A DUTY TO CARE: MALE PERSPECTIVES ON THE CAREGIVER ROLE FOR PERSONS WITH ALZHEIMER’S OR RELATED DEMENTIA

The population of family caregivers (FCGs) of persons with Alzheimer's Disease and related Dementias (ADRD) is growing, as is the proportion of males taking on this traditionally female role. Most caregiving research has mainly focused on females. Although female caregivers have reported more negative outcomes, men still report significant levels of burden. With the aging population and increased need for caregivers, there is a gap in knowledge exploring the male caregiving experience. Understanding male caregiving experiences can inform clinicians on developing future strategies to tailor support for this underrepresented group. The purpose of this qualitative descriptive study was to explore the experiences of male FCGs of people with ADRD. The Caregiver Identity Theory (CIT) was used to guide the study exploring participants’ perception of self-identity within their caregiving relationship and self-identity as a male.

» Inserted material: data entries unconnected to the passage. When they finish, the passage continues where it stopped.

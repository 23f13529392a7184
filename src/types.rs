//! Shared types passed between selection, the pipeline, and reporting.
//!
//! Result records serialize to the JSON report without their payload bytes.

use crate::imaging::SizeChange;
use serde::Serialize;

/// One user-supplied file, held in the session's ordered batch.
#[derive(Debug, Clone, PartialEq, Eq)]
pub struct InputImage {
    /// Display name (file name, no directories).
    pub name: String,
    /// Declared media type, e.g. `image/jpeg`. Not sniffed from content.
    pub media_type: String,
    /// Raw file content.
    pub bytes: Vec<u8>,
}

impl InputImage {
    pub fn new(name: impl Into<String>, media_type: impl Into<String>, bytes: Vec<u8>) -> Self {
        Self {
            name: name.into(),
            media_type: media_type.into(),
            bytes,
        }
    }

    pub fn size(&self) -> u64 {
        self.bytes.len() as u64
    }
}

/// Output of transcoding one [`InputImage`].
#[derive(Debug, Clone, PartialEq, Eq, Serialize)]
pub struct CompressedResult {
    /// Encoded output, owned by this record.
    #[serde(skip)]
    pub data: Vec<u8>,
    pub original_name: String,
    pub original_size: u64,
    pub compressed_size: u64,
    pub original_media_type: String,
    pub media_type: String,
    pub width: u32,
    pub height: u32,
    pub original_width: u32,
    pub original_height: u32,
}

impl CompressedResult {
    /// Rounded percent saved; negative when the output grew.
    pub fn percent_change(&self) -> i64 {
        crate::imaging::percent_change(self.original_size, self.compressed_size)
    }

    pub fn size_change(&self) -> SizeChange {
        SizeChange::from_percent(self.percent_change())
    }
}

Eleven male caregivers, recruited through social media and community resources, were interviewed by telephone or Zoom. Interviews were recorded, transcribed, and analyzed using thematic analysis. Four major themes emerged highlighting males’ struggles with the unfamiliar caregiving role and changing identity; their acknowledgement of personal growth and discovery through caregiving, challenges in finding the “right” kind of support, and perceived reshaping of masculinity through the caregiving role. Male caregivers express unique experiences as FCGs suggesting future research is needed to explain gender differences in caregiving and identify additional factors that influence male caregivers’ experiences. Furthermore, findings indicate clinicians should tailor support strategies for male FCGs’ as they fulfill this potentially unfamiliar role.